## WORK INSTRUCTIONS
Copies of all lines that contain "Address" are needed; take them from the data below.

*** Opening RECORDS TO PROCESS ***

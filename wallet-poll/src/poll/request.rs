use serde_json::Value;

use crate::error::{PollError, Result};
use crate::infra::multicall::{CallDescriptor, CallResult};

/// Identity of a request as seen by its handler.
#[derive(Debug, Clone, PartialEq)]
pub struct RequestMeta {
    pub id: String,
    pub user_info: Option<Value>,
}

/// A logical unit of work in a poll cycle.
///
/// `calls()` must be idempotent: the aggregator may derive the batch more than
/// once. `handle` is consumed, so each handler runs exactly once.
pub trait PollRequest: Send {
    fn id(&self) -> &str;

    fn calls(&self) -> Vec<CallDescriptor>;

    fn call_count(&self) -> usize;

    fn user_info(&self) -> Option<&Value> {
        None
    }

    fn handle(self: Box<Self>, results: Result<&[CallResult]>);
}

/// Wraps exactly one call.
pub struct FnPollRequest<F> {
    meta: RequestMeta,
    call: CallDescriptor,
    handler: F,
}

impl<F> FnPollRequest<F>
where
    F: FnOnce(Result<&CallResult>, &RequestMeta) + Send,
{
    pub fn new(id: impl Into<String>, call: CallDescriptor, handler: F) -> Self {
        Self {
            meta: RequestMeta {
                id: id.into(),
                user_info: None,
            },
            call,
            handler,
        }
    }

    pub fn with_user_info(mut self, user_info: Value) -> Self {
        self.meta.user_info = Some(user_info);
        self
    }
}

impl<F> PollRequest for FnPollRequest<F>
where
    F: FnOnce(Result<&CallResult>, &RequestMeta) + Send,
{
    fn id(&self) -> &str {
        &self.meta.id
    }

    fn calls(&self) -> Vec<CallDescriptor> {
        vec![self.call.clone()]
    }

    fn call_count(&self) -> usize {
        1
    }

    fn user_info(&self) -> Option<&Value> {
        self.meta.user_info.as_ref()
    }

    fn handle(self: Box<Self>, results: Result<&[CallResult]>) {
        let this = *self;
        let single = results.and_then(|results| match results {
            [only] => Ok(only),
            _ => Err(PollError::decode(format!(
                "{} expected 1 result, got {}",
                this.meta.id,
                results.len()
            ))),
        });
        (this.handler)(single, &this.meta);
    }
}

/// Wraps an arbitrary pre-built list of calls.
pub struct GroupPollRequest<F> {
    meta: RequestMeta,
    calls: Vec<CallDescriptor>,
    handler: F,
}

impl<F> GroupPollRequest<F>
where
    F: FnOnce(Result<&[CallResult]>, &RequestMeta) + Send,
{
    pub fn new(id: impl Into<String>, calls: Vec<CallDescriptor>, handler: F) -> Self {
        Self {
            meta: RequestMeta {
                id: id.into(),
                user_info: None,
            },
            calls,
            handler,
        }
    }

    pub fn with_user_info(mut self, user_info: Value) -> Self {
        self.meta.user_info = Some(user_info);
        self
    }
}

impl<F> PollRequest for GroupPollRequest<F>
where
    F: FnOnce(Result<&[CallResult]>, &RequestMeta) + Send,
{
    fn id(&self) -> &str {
        &self.meta.id
    }

    fn calls(&self) -> Vec<CallDescriptor> {
        self.calls.clone()
    }

    fn call_count(&self) -> usize {
        self.calls.len()
    }

    fn user_info(&self) -> Option<&Value> {
        self.meta.user_info.as_ref()
    }

    fn handle(self: Box<Self>, results: Result<&[CallResult]>) {
        let this = *self;
        let results = results.and_then(|results| {
            if results.len() == this.calls.len() {
                Ok(results)
            } else {
                Err(PollError::decode(format!(
                    "{} expected {} results, got {}",
                    this.meta.id,
                    this.calls.len(),
                    results.len()
                )))
            }
        });
        (this.handler)(results, &this.meta);
    }
}

#[cfg(test)]
mod tests {
    use super::*;
    use alloy_primitives::{Address, Bytes};
    use std::sync::{Arc, Mutex};

    fn call(byte: u8) -> CallDescriptor {
        CallDescriptor::new(Address::repeat_byte(byte), Bytes::from(vec![byte]))
    }

    fn result(index: usize) -> CallResult {
        CallResult {
            index,
            target: Address::ZERO,
            success: true,
            return_data: Bytes::new(),
        }
    }

    #[test]
    fn fn_request_counts_one_call() {
        let request = FnPollRequest::new("fee", call(1), |_: Result<&CallResult>, _: &RequestMeta| {});
        assert_eq!(request.call_count(), 1);
        assert_eq!(request.calls(), request.calls());
        assert_eq!(request.id(), "fee");
    }

    #[test]
    fn group_request_counts_calls() {
        let request = GroupPollRequest::new(
            "balances",
            vec![call(1), call(2), call(3)],
            |_: Result<&[CallResult]>, _: &RequestMeta| {},
        )
        .with_user_info(serde_json::json!({ "chain_id": 1 }));
        assert_eq!(request.call_count(), 3);
        assert_eq!(request.calls().len(), 3);
        assert_eq!(request.user_info(), Some(&serde_json::json!({ "chain_id": 1 })));
    }

    #[test]
    fn fn_request_rejects_wrong_result_count() {
        let seen = Arc::new(Mutex::new(None));
        let sink = Arc::clone(&seen);
        let request: Box<dyn PollRequest> = Box::new(FnPollRequest::new(
            "single",
            call(1),
            move |out: Result<&CallResult>, meta: &RequestMeta| {
                *sink.lock().unwrap() = Some((out.is_err(), meta.id.clone()));
            },
        ));
        request.handle(Ok(&[result(0), result(1)]));
        assert_eq!(*seen.lock().unwrap(), Some((true, "single".to_string())));
    }

    #[test]
    fn group_request_passes_errors_through() {
        let seen = Arc::new(Mutex::new(None));
        let sink = Arc::clone(&seen);
        let request: Box<dyn PollRequest> = Box::new(GroupPollRequest::new(
            "group",
            vec![call(1)],
            move |out: Result<&[CallResult]>, _: &RequestMeta| {
                *sink.lock().unwrap() = Some(out.map(|r| r.len()));
            },
        ));
        request.handle(Err(PollError::transport("timeout")));
        assert_eq!(
            *seen.lock().unwrap(),
            Some(Err(PollError::transport("timeout")))
        );
    }
}
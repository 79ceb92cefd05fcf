pub mod listener;
pub mod request;
pub mod service;
pub mod state;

*** Closing RECORDS TO PROCESS ***

## TASK ANSWER
    use alloy_primitives::{Address, Bytes};
        CallDescriptor::new(Address::repeat_byte(byte), Bytes::from(vec![byte]))
            target: Address::ZERO,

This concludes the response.